By INVESTOR’S BUSINESS DAILY | Posted Wednesday, September 24, 2008 4:20 PM PT
Energy: In a stunning defeat, congressional Democrats were forced to allow the quarter-century-old offshore drilling ban to expire. But the fight has only begun, with the struggle now shifting to state legislatures.
Read More: Energy
Funny how the Democrat-controlled Congress can’t get the things it wants enacted, can’t even get a single appropriations bill passed, yet minority Republicans this week succeeded in ending a supposedly sacrosanct ban on oil and gas offshore drilling that dates back to the early 1980s.
It was an unexpectedly powerful knockdown of Democrats and their enviro-extremist allies, but they are not yet counted out.
GOP Sen. Jim DeMint of South Carolina noted in a letter to Senate Majority Leader Harry Reid, D-Nev., the possibility that Democrats would “use environmental lawsuits to block exploration until they can reinstate these energy bans after the November elections.” DeMint warned Reid that it “would be a major mistake.”
So with the ban ending, what are the next moves toward reducing America’s dependence on oil from hostile regimes in places such as the Middle East, Russia and leftist Venezuela?
DeMint has introduced a bill to expedite drilling leases, ensure that states share in oil and gas revenues, and prevent frivolous litigation designed to delay exploration for and production of oil.
Meanwhile, some state officials are already looking forward to the benefits for their citizens.
“The potential royalties to our state could be significant and could jump-start our economy in the midst of rising unemployment rates,” South Carolina State Sen. Shane Massey, a Republican, told the Greenville News.

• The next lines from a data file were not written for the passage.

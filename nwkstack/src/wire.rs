//! NWK header encoding and decoding.
//!
//! ## Header Format
//!
//! All multi-byte fields are little-endian.
//!
//! ```text
//! frame_control (2) || dest_addr (2) || src_addr (2) || radius (1) || seq (1)
//! || [dest_ieee (8)] || [src_ieee (8)] || payload
//!
//! frame_control bits:
//! - 0-1:  frame type (0 = data, 1 = command)
//! - 2-5:  protocol version (2)
//! - 6-7:  discover route (0 = suppress, 1 = enable)
//! - 8:    multicast
//! - 9:    security
//! - 10:   source route
//! - 11:   dest IEEE address present
//! - 12:   src IEEE address present
//! ```
//!
//! Multicast, security and source-routed frames are not supported and fail
//! to decode.

use alloc::vec::Vec;

use crate::buffer::FrameBuf;
use crate::types::{
    DiscoverRoute, ExtAddr, ShortAddr, NWK_HEADER_MIN_LEN, NWK_PROTOCOL_VERSION,
};

/// Decoding error types.
#[derive(Clone, Copy, Debug, PartialEq, Eq, thiserror::Error)]
pub enum DecodeError {
    #[error("unexpected end of frame")]
    UnexpectedEof,
    #[error("unknown frame type {0}")]
    InvalidFrameType(u8),
    #[error("unsupported protocol version {0}")]
    UnsupportedVersion(u8),
    /// Multicast, security or source routing requested.
    #[error("unsupported frame feature")]
    UnsupportedFeature,
}

const FCF_FRAME_TYPE_MASK: u16 = 0x0003;
const FCF_VERSION_SHIFT: u16 = 2;
const FCF_VERSION_MASK: u16 = 0x000F;
const FCF_DISCOVER_SHIFT: u16 = 6;
const FCF_DISCOVER_MASK: u16 = 0x0003;
const FCF_MULTICAST: u16 = 1 << 8;
const FCF_SECURITY: u16 = 1 << 9;
const FCF_SOURCE_ROUTE: u16 = 1 << 10;
const FCF_DEST_IEEE: u16 = 1 << 11;
const FCF_SRC_IEEE: u16 = 1 << 12;

/// Zero-copy reader over a byte slice.
pub struct Reader<'a> {
    buf: &'a [u8],
    pos: usize,
}

impl<'a> Reader<'a> {
    pub fn new(buf: &'a [u8]) -> Self {
        Self { buf, pos: 0 }
    }

    /// Bytes consumed so far.
    pub fn position(&self) -> usize {
        self.pos
    }

    pub fn remaining(&self) -> usize {
        self.buf.len() - self.pos
    }

    pub fn read_u8(&mut self) -> Result<u8, DecodeError> {
        let b = *self.buf.get(self.pos).ok_or(DecodeError::UnexpectedEof)?;
        self.pos += 1;
        Ok(b)
    }

    pub fn read_bytes(&mut self, len: usize) -> Result<&'a [u8], DecodeError> {
        if self.remaining() < len {
            return Err(DecodeError::UnexpectedEof);
        }
        let bytes = &self.buf[self.pos..self.pos + len];
        self.pos += len;
        Ok(bytes)
    }

    pub fn read_u16_le(&mut self) -> Result<u16, DecodeError> {
        let b = self.read_bytes(2)?;
        Ok(u16::from_le_bytes([b[0], b[1]]))
    }

    pub fn read_u64_le(&mut self) -> Result<u64, DecodeError> {
        let b = self.read_bytes(8)?;
        let mut raw = [0u8; 8];
        raw.copy_from_slice(b);
        Ok(u64::from_le_bytes(raw))
    }
}

/// Growable byte writer.
#[derive(Default)]
pub struct Writer {
    buf: Vec<u8>,
}

impl Writer {
    pub fn new() -> Self {
        Self::default()
    }

    pub fn len(&self) -> usize {
        self.buf.len()
    }

    pub fn is_empty(&self) -> bool {
        self.buf.is_empty()
    }

    pub fn write_u8(&mut self, v: u8) {
        self.buf.push(v);
    }

    pub fn write_u16_le(&mut self, v: u16) {
        self.buf.extend_from_slice(&v.to_le_bytes());
    }

    pub fn write_u64_le(&mut self, v: u64) {
        self.buf.extend_from_slice(&v.to_le_bytes());
    }

    pub fn as_slice(&self) -> &[u8] {
        &self.buf
    }

    pub fn finish(self) -> Vec<u8> {
        self.buf
    }
}

#[derive(Clone, Copy, Debug, PartialEq, Eq)]
pub enum FrameType {
    Data,
    Command,
}

/// Decoded frame-control field. The IEEE-present bits are derived from the
/// header's optional addresses and are not stored here.
#[derive(Clone, Copy, Debug, PartialEq, Eq)]
pub struct FrameControl {
    pub frame_type: FrameType,
    pub protocol_version: u8,
    pub discover_route: DiscoverRoute,
}

impl FrameControl {
    pub fn data(discover_route: DiscoverRoute) -> Self {
        Self {
            frame_type: FrameType::Data,
            protocol_version: NWK_PROTOCOL_VERSION,
            discover_route,
        }
    }

    pub fn command() -> Self {
        Self {
            frame_type: FrameType::Command,
            protocol_version: NWK_PROTOCOL_VERSION,
            discover_route: DiscoverRoute::Suppress,
        }
    }
}

/// Network-layer frame header.
#[derive(Clone, Debug, PartialEq, Eq)]
pub struct NwkHeader {
    pub fcf: FrameControl,
    pub dest_addr: ShortAddr,
    pub src_addr: ShortAddr,
    pub radius: u8,
    pub seq: u8,
    pub dest_ext: Option<ExtAddr>,
    pub src_ext: Option<ExtAddr>,
}

impl NwkHeader {
    /// Encoded size in bytes.
    pub fn encoded_len(&self) -> usize {
        NWK_HEADER_MIN_LEN
            + if self.dest_ext.is_some() { 8 } else { 0 }
            + if self.src_ext.is_some() { 8 } else { 0 }
    }

    fn fcf_bits(&self) -> u16 {
        let frame_type = match self.fcf.frame_type {
            FrameType::Data => 0,
            FrameType::Command => 1,
        };
        let discover = match self.fcf.discover_route {
            DiscoverRoute::Suppress => 0,
            DiscoverRoute::Enable => 1,
        };
        let mut bits = frame_type
            | (u16::from(self.fcf.protocol_version) & FCF_VERSION_MASK) << FCF_VERSION_SHIFT
            | discover << FCF_DISCOVER_SHIFT;
        if self.dest_ext.is_some() {
            bits |= FCF_DEST_IEEE;
        }
        if self.src_ext.is_some() {
            bits |= FCF_SRC_IEEE;
        }
        bits
    }

    pub fn encode(&self, w: &mut Writer) {
        w.write_u16_le(self.fcf_bits());
        w.write_u16_le(self.dest_addr);
        w.write_u16_le(self.src_addr);
        w.write_u8(self.radius);
        w.write_u8(self.seq);
        if let Some(ext) = self.dest_ext {
            w.write_u64_le(ext);
        }
        if let Some(ext) = self.src_ext {
            w.write_u64_le(ext);
        }
    }

    pub fn encode_to_vec(&self) -> Vec<u8> {
        let mut w = Writer::new();
        self.encode(&mut w);
        w.finish()
    }

    pub fn decode(r: &mut Reader<'_>) -> Result<Self, DecodeError> {
        let bits = r.read_u16_le()?;
        let frame_type = match (bits & FCF_FRAME_TYPE_MASK) as u8 {
            0 => FrameType::Data,
            1 => FrameType::Command,
            other => return Err(DecodeError::InvalidFrameType(other)),
        };
        let version = ((bits >> FCF_VERSION_SHIFT) & FCF_VERSION_MASK) as u8;
        if version != NWK_PROTOCOL_VERSION {
            return Err(DecodeError::UnsupportedVersion(version));
        }
        if bits & (FCF_MULTICAST | FCF_SECURITY | FCF_SOURCE_ROUTE) != 0 {
            return Err(DecodeError::UnsupportedFeature);
        }
        // Values 2 and 3 (force discovery) are treated as enable.
        let discover_route = if (bits >> FCF_DISCOVER_SHIFT) & FCF_DISCOVER_MASK == 0 {
            DiscoverRoute::Suppress
        } else {
            DiscoverRoute::Enable
        };

        let dest_addr = r.read_u16_le()?;
        let src_addr = r.read_u16_le()?;
        let radius = r.read_u8()?;
        let seq = r.read_u8()?;
        let dest_ext = if bits & FCF_DEST_IEEE != 0 {
            Some(r.read_u64_le()?)
        } else {
            None
        };
        let src_ext = if bits & FCF_SRC_IEEE != 0 {
            Some(r.read_u64_le()?)
        } else {
            None
        };

        Ok(Self {
            fcf: FrameControl {
                frame_type,
                protocol_version: version,
                discover_route,
            },
            dest_addr,
            src_addr,
            radius,
            seq,
            dest_ext,
            src_ext,
        })
    }

    /// Decode the header at the front of `frame` and advance the frame past it.
    pub fn strip_from(frame: &mut FrameBuf) -> Result<Self, DecodeError> {
        let mut r = Reader::new(frame.payload());
        let header = Self::decode(&mut r)?;
        let len = r.position();
        frame.consume(len)?;
        Ok(header)
    }

    /// Write the encoded header in front of the frame's current contents.
    pub fn prepend_to(&self, frame: &mut FrameBuf) {
        let mut w = Writer::new();
        self.encode(&mut w);
        frame.prepend(w.as_slice());
    }
}

#[cfg(test)]
mod tests {
    use super::*;

    fn header() -> NwkHeader {
        NwkHeader {
            fcf: FrameControl::data(DiscoverRoute::Enable),
            dest_addr: 0x1234,
            src_addr: 0x0001,
            radius: 10,
            seq: 7,
            dest_ext: None,
            src_ext: None,
        }
    }

    #[test]
    fn test_header_layout_is_little_endian() {
        let bytes = header().encode_to_vec();
        // data, version 2, discover enable: 0b01_0010_00 = 0x48
        assert_eq!(bytes, vec![0x48, 0x00, 0x34, 0x12, 0x01, 0x00, 10, 7]);
    }

    #[test]
    fn test_ieee_addresses_set_flags() {
        let mut h = header();
        h.src_ext = Some(0x0011_2233_4455_6677);
        let bytes = h.encode_to_vec();
        assert_eq!(bytes.len(), 16);
        assert_eq!(h.encoded_len(), 16);
        assert_eq!(bytes[1] & 0x10, 0x10);
        assert_eq!(bytes[1] & 0x08, 0);

        let decoded = NwkHeader::decode(&mut Reader::new(&bytes)).unwrap();
        assert_eq!(decoded, h);
    }

    #[test]
    fn test_strip_leaves_payload() {
        let mut frame = FrameBuf::from_payload(b"hello");
        header().prepend_to(&mut frame);
        assert_eq!(frame.len(), 13);

        let decoded = NwkHeader::strip_from(&mut frame).unwrap();
        assert_eq!(decoded, header());
        assert_eq!(frame.payload(), b"hello");
    }

    #[test]
    fn test_rejects_unsupported_features() {
        let mut bytes = header().encode_to_vec();
        bytes[1] |= 0x02; // security
        assert_eq!(
            NwkHeader::decode(&mut Reader::new(&bytes)),
            Err(DecodeError::UnsupportedFeature)
        );
    }

    #[test]
    fn test_rejects_wrong_version() {
        let mut bytes = header().encode_to_vec();
        bytes[0] = 0x04 | 0x40; // version 1
        assert_eq!(
            NwkHeader::decode(&mut Reader::new(&bytes)),
            Err(DecodeError::UnsupportedVersion(1))
        );
    }

    #[test]
    fn test_rejects_reserved_frame_type() {
        let mut bytes = header().encode_to_vec();
        bytes[0] = (bytes[0] & !0x03) | 0x03;
        assert_eq!(
            NwkHeader::decode(&mut Reader::new(&bytes)),
            Err(DecodeError::InvalidFrameType(3))
        );
    }

    #[test]
    fn test_truncated_header() {
        let bytes = header().encode_to_vec();
        assert_eq!(
            NwkHeader::decode(&mut Reader::new(&bytes[..5])),
            Err(DecodeError::UnexpectedEof)
        );
        let mut frame = FrameBuf::from_vec(bytes[..7].to_vec());
        assert!(NwkHeader::strip_from(&mut frame).is_err());
        assert_eq!(frame.len(), 7);
    }

    #[test]
    fn test_command_frame_type() {
        let mut h = header();
        h.fcf = FrameControl::command();
        let bytes = h.encode_to_vec();
        assert_eq!(bytes[0] & 0x03, 1);
        let decoded = NwkHeader::decode(&mut Reader::new(&bytes)).unwrap();
        assert_eq!(decoded.fcf.frame_type, FrameType::Command);
    }
}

Massey noted that Virginia has already made moves to get into the U.S. Interior Department’s five-year offshore drilling plan.

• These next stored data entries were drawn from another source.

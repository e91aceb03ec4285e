//! Neighbor table: single-hop peers.
//!
//! Entries are keyed by (short address, PAN id). Adding an entry whose key
//! already exists overwrites it in place, so re-association never leaves a
//! stale duplicate behind.

use alloc::vec::Vec;

use crate::collections::SlotTable;
use crate::types::{DeviceType, ExtAddr, NwkError, PanId, Relationship, ShortAddr};

/// Either address form of a neighbor.
#[derive(Debug, Clone, Copy, PartialEq, Eq)]
pub enum NeighborAddr {
    Short(ShortAddr),
    Ext(ExtAddr),
}

#[derive(Debug, Clone, PartialEq, Eq)]
pub struct NeighborEntry {
    pub ext_addr: ExtAddr,
    pub short_addr: ShortAddr,
    pub pan_id: PanId,
    pub device_type: DeviceType,
    pub relationship: Relationship,
    pub rx_on_when_idle: bool,
    pub permit_join: bool,
    pub depth: u8,
    pub lqi: u8,
    pub ext_pan_id: u64,
    pub potential_parent: bool,
}

impl NeighborEntry {
    /// Entry with neutral defaults; callers fill in the rest.
    pub fn new(short_addr: ShortAddr, pan_id: PanId, device_type: DeviceType) -> Self {
        Self {
            ext_addr: 0,
            short_addr,
            pan_id,
            device_type,
            relationship: Relationship::None,
            rx_on_when_idle: device_type != DeviceType::EndDevice,
            permit_join: false,
            depth: 0,
            lqi: 0,
            ext_pan_id: 0,
            potential_parent: false,
        }
    }

    fn matches(&self, addr: NeighborAddr, pan_id: PanId) -> bool {
        self.pan_id == pan_id
            && match addr {
                NeighborAddr::Short(short) => self.short_addr == short,
                NeighborAddr::Ext(ext) => self.ext_addr == ext,
            }
    }
}

pub struct NeighborTable {
    entries: SlotTable<NeighborEntry>,
}

impl NeighborTable {
    pub fn new(capacity: usize) -> Self {
        Self {
            entries: SlotTable::with_capacity(capacity),
        }
    }

    /// Insert or overwrite. A new parent demotes any previous one; a
    /// rejected entry leaves the table untouched.
    pub fn add(&mut self, entry: NeighborEntry) -> Result<(), NwkError> {
        let key = NeighborAddr::Short(entry.short_addr);
        let pan = entry.pan_id;
        let existing = self.entries.find(|e| e.matches(key, pan));
        if existing.is_none() && self.entries.is_full() {
            return Err(NwkError::TableFull);
        }

        if entry.relationship == Relationship::Parent {
            while let Some(old) = self
                .entries
                .find_mut(|e| e.relationship == Relationship::Parent && !e.matches(key, pan))
            {
                old.relationship = Relationship::None;
            }
        }

        match existing.and_then(|handle| self.entries.get_mut(handle)) {
            Some(slot) => {
                *slot = entry;
                Ok(())
            }
            None => self.entries.insert(entry).map(|_| ()).ok_or(NwkError::TableFull),
        }
    }

    pub fn find(&self, addr: NeighborAddr, pan_id: PanId) -> Option<&NeighborEntry> {
        self.entries.values().find(|e| e.matches(addr, pan_id))
    }

    pub fn find_mut(&mut self, addr: NeighborAddr, pan_id: PanId) -> Option<&mut NeighborEntry> {
        self.entries.find_mut(|e| e.matches(addr, pan_id))
    }

    pub fn remove(&mut self, addr: NeighborAddr, pan_id: PanId) -> Option<NeighborEntry> {
        let handle = self.entries.find(|e| e.matches(addr, pan_id))?;
        self.entries.remove(handle)
    }

    pub fn clear(&mut self) {
        self.entries.clear();
    }

    pub fn get_parent(&self) -> Option<&NeighborEntry> {
        self.entries
            .values()
            .find(|e| e.relationship == Relationship::Parent)
    }

    /// Whether `short_addr` is a known neighbor on the local PAN.
    pub fn addr_exists(&self, short_addr: ShortAddr, pan_id: PanId) -> bool {
        self.find(NeighborAddr::Short(short_addr), pan_id).is_some()
    }

    /// Neighbors in insertion order.
    pub fn iter(&self) -> impl Iterator<Item = &NeighborEntry> + '_ {
        self.entries.values()
    }

    pub fn children(&self) -> Vec<ShortAddr> {
        self.entries
            .values()
            .filter(|e| e.relationship == Relationship::Child)
            .map(|e| e.short_addr)
            .collect()
    }

    pub fn len(&self) -> usize {
        self.entries.len()
    }

    pub fn is_empty(&self) -> bool {
        self.entries.is_empty()
    }
}
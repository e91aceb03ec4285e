//! Radio links between simulated nodes.

use hashbrown::HashMap;
use nwkstack::{Duration, ShortAddr};

/// Properties of a radio link between two nodes.
#[derive(Debug, Clone)]
pub struct Link {
    /// Link quality reported with every frame crossing the link.
    pub lqi: u8,
    /// Frame loss rate (0.0 to 1.0).
    pub loss_rate: f64,
    /// Propagation delay.
    pub delay: Duration,
    /// Whether the link is currently up.
    pub active: bool,
}

impl Default for Link {
    fn default() -> Self {
        Self {
            lqi: 200,
            loss_rate: 0.0,
            delay: Duration::from_millis(2),
            active: true,
        }
    }
}

impl Link {
    pub fn new() -> Self {
        Self::default()
    }

    pub fn with_lqi(mut self, lqi: u8) -> Self {
        self.lqi = lqi;
        self
    }

    pub fn with_loss_rate(mut self, rate: f64) -> Self {
        self.loss_rate = rate.clamp(0.0, 1.0);
        self
    }

    pub fn with_delay(mut self, delay: Duration) -> Self {
        self.delay = delay;
        self
    }

    pub fn with_active(mut self, active: bool) -> Self {
        self.active = active;
        self
    }
}

/// Which node can hear which. Links are symmetric.
#[derive(Debug, Clone)]
pub struct Topology {
    links: HashMap<(ShortAddr, ShortAddr), Link>,
    default_link: Link,
}

impl Default for Topology {
    fn default() -> Self {
        Self::new()
    }
}

impl Topology {
    pub fn new() -> Self {
        Self {
            links: HashMap::new(),
            default_link: Link::default(),
        }
    }

    /// Link properties used by [`connect`](Self::connect).
    pub fn with_default_link(mut self, link: Link) -> Self {
        self.default_link = link;
        self
    }

    /// Every node hears every other node.
    pub fn fully_connected(nodes: &[ShortAddr]) -> Self {
        let mut topo = Self::new();
        for (i, &a) in nodes.iter().enumerate() {
            for &b in nodes.iter().skip(i + 1) {
                topo.add_link(a, b, Link::default());
            }
        }
        topo
    }

    /// Each node hears only its predecessor and successor.
    pub fn chain(nodes: &[ShortAddr]) -> Self {
        let mut topo = Self::new();
        for window in nodes.windows(2) {
            topo.add_link(window[0], window[1], Link::default());
        }
        topo
    }

    /// First node is the hub, heard by all others.
    pub fn star(nodes: &[ShortAddr]) -> Self {
        let mut topo = Self::new();
        let Some((&hub, spokes)) = nodes.split_first() else {
            return topo;
        };
        for &spoke in spokes {
            topo.add_link(hub, spoke, Link::default());
        }
        topo
    }

    /// Add a link with the default properties.
    pub fn connect(&mut self, a: ShortAddr, b: ShortAddr) {
        let link = self.default_link.clone();
        self.add_link(a, b, link);
    }

    /// Add or replace the link between two nodes.
    pub fn add_link(&mut self, a: ShortAddr, b: ShortAddr, link: Link) {
        self.links.insert(Self::canonical_pair(a, b), link);
    }

    pub fn remove_link(&mut self, a: ShortAddr, b: ShortAddr) -> Option<Link> {
        self.links.remove(&Self::canonical_pair(a, b))
    }

    pub fn get_link(&self, a: ShortAddr, b: ShortAddr) -> Option<&Link> {
        self.links.get(&Self::canonical_pair(a, b))
    }

    pub fn get_link_mut(&mut self, a: ShortAddr, b: ShortAddr) -> Option<&mut Link> {
        self.links.get_mut(&Self::canonical_pair(a, b))
    }

    /// Link exists and is up.
    pub fn is_connected(&self, a: ShortAddr, b: ShortAddr) -> bool {
        self.get_link(a, b).is_some_and(|link| link.active)
    }

    /// Nodes `node` can currently hear, in address order.
    pub fn neighbors(&self, node: ShortAddr) -> Vec<ShortAddr> {
        let mut result: Vec<ShortAddr> = self
            .links
            .iter()
            .filter(|(_, link)| link.active)
            .filter_map(|(&(a, b), _)| match node {
                n if n == a => Some(b),
                n if n == b => Some(a),
                _ => None,
            })
            .collect();
        result.sort_unstable();
        result
    }

    /// Take down every link crossing between groups.
    pub fn partition(&mut self, groups: &[Vec<ShortAddr>]) {
        let group_of = |addr: ShortAddr| groups.iter().position(|g| g.contains(&addr));
        for (&(a, b), link) in self.links.iter_mut() {
            if group_of(a) != group_of(b) {
                link.active = false;
            }
        }
    }

    /// Bring every link back up.
    pub fn heal(&mut self) {
        for link in self.links.values_mut() {
            link.active = true;
        }
    }

    pub fn set_global_loss_rate(&mut self, rate: f64) {
        let rate = rate.clamp(0.0, 1.0);
        for link in self.links.values_mut() {
            link.loss_rate = rate;
        }
        self.default_link.loss_rate = rate;
    }

    pub fn set_global_delay(&mut self, delay: Duration) {
        for link in self.links.values_mut() {
            link.delay = delay;
        }
        self.default_link.delay = delay;
    }

    pub fn default_link(&self) -> &Link {
        &self.default_link
    }

    pub fn link_count(&self) -> usize {
        self.links.len()
    }

    fn canonical_pair(a: ShortAddr, b: ShortAddr) -> (ShortAddr, ShortAddr) {
        if a <= b {
            (a, b)
        } else {
            (b, a)
        }
    }
}

#[cfg(test)]
mod tests {
    use super::*;

    #[test]
    fn test_fully_connected() {
        let topo = Topology::fully_connected(&[0, 1, 52, 205]);
        assert_eq!(topo.link_count(), 6);
        assert!(topo.is_connected(0, 205));
        assert!(topo.is_connected(205, 52));
    }

    #[test]
    fn test_chain() {
        let topo = Topology::chain(&[0, 1, 2, 3]);
        assert!(topo.is_connected(0, 1));
        assert!(topo.is_connected(2, 1));
        assert!(!topo.is_connected(0, 2));
        assert_eq!(topo.neighbors(1), vec![0, 2]);
    }

    #[test]
    fn test_star() {
        let topo = Topology::star(&[0, 1, 52, 103]);
        assert_eq!(topo.neighbors(0), vec![1, 52, 103]);
        assert_eq!(topo.neighbors(52), vec![0]);
        assert!(!topo.is_connected(1, 52));
        assert_eq!(Topology::star(&[]).link_count(), 0);
    }

    #[test]
    fn test_partition_and_heal() {
        let mut topo = Topology::fully_connected(&[0, 1, 52, 53]);
        topo.partition(&[vec![0, 1], vec![52, 53]]);
        assert!(topo.is_connected(0, 1));
        assert!(topo.is_connected(52, 53));
        assert!(!topo.is_connected(1, 52));
        assert_eq!(topo.neighbors(0), vec![1]);

        topo.heal();
        assert!(topo.is_connected(1, 52));
    }

    #[test]
    fn test_disabled_link_is_not_a_neighbor() {
        let mut topo = Topology::chain(&[0, 1]);
        topo.get_link_mut(1, 0).unwrap().active = false;
        assert!(topo.neighbors(0).is_empty());
        assert!(topo.get_link(0, 1).is_some());
    }

    #[test]
    fn test_connect_uses_default_link() {
        let mut topo = Topology::new().with_default_link(Link::new().with_lqi(90));
        topo.connect(1, 64);
        assert_eq!(topo.get_link(64, 1).unwrap().lqi, 90);
        topo.set_global_loss_rate(2.0);
        assert_eq!(topo.get_link(1, 64).unwrap().loss_rate, 1.0);
    }
}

In California, where Gov. Arnold Schwarzenegger and leading Golden State Democrats adamantly oppose offshore production, a majority of Californians now favor drilling. Even the board of supervisors of Santa Barbara County, site of an infamous 1969 oil spill, last month voted to support drilling.
There are tens of billions of barrels of oil and hundreds of trillions of cubic feet of natural gas in our Outer Continental Shelf waiting for American consumers. That doesn’t include the 10 billion barrels of oil in the North Slope of Alaska. The oil shale in our Western states could provide hundreds of billions, if not trillions, of barrels of oil, dwarfing the crude reserves of current No. 1 Saudi Arabia.
House Minority Leader John Boehner, R-Ohio, is calling the end of the ban just the beginning of a new comprehensive energy policy. The House Republicans’ American Energy Act would expand drilling in remote areas, both on land and at sea, plus employ conservationist measures and promote alternative fuels.
It would also establish a “renewable energy trust fund” financed by oil revenues and use revenue sharing to give states an incentive for increased oil production.
According to Boehner, “If Democrats continue to block a vote on this plan, just as they blocked a real debate and vote on the outdated drilling bans for months on end, Republicans and the American people will hold them accountable.”
Republicans are obviously basking in a congressional victory few expected. With public opinion so transformed, and oil drilling now an issue that Republicans have proved they can use to embarrass Democrats, can this year’s presidential and congressional elections also be transformed to the GOP’s advantage?
The answer will have huge implications not just for energy, but for both our economy and our national security.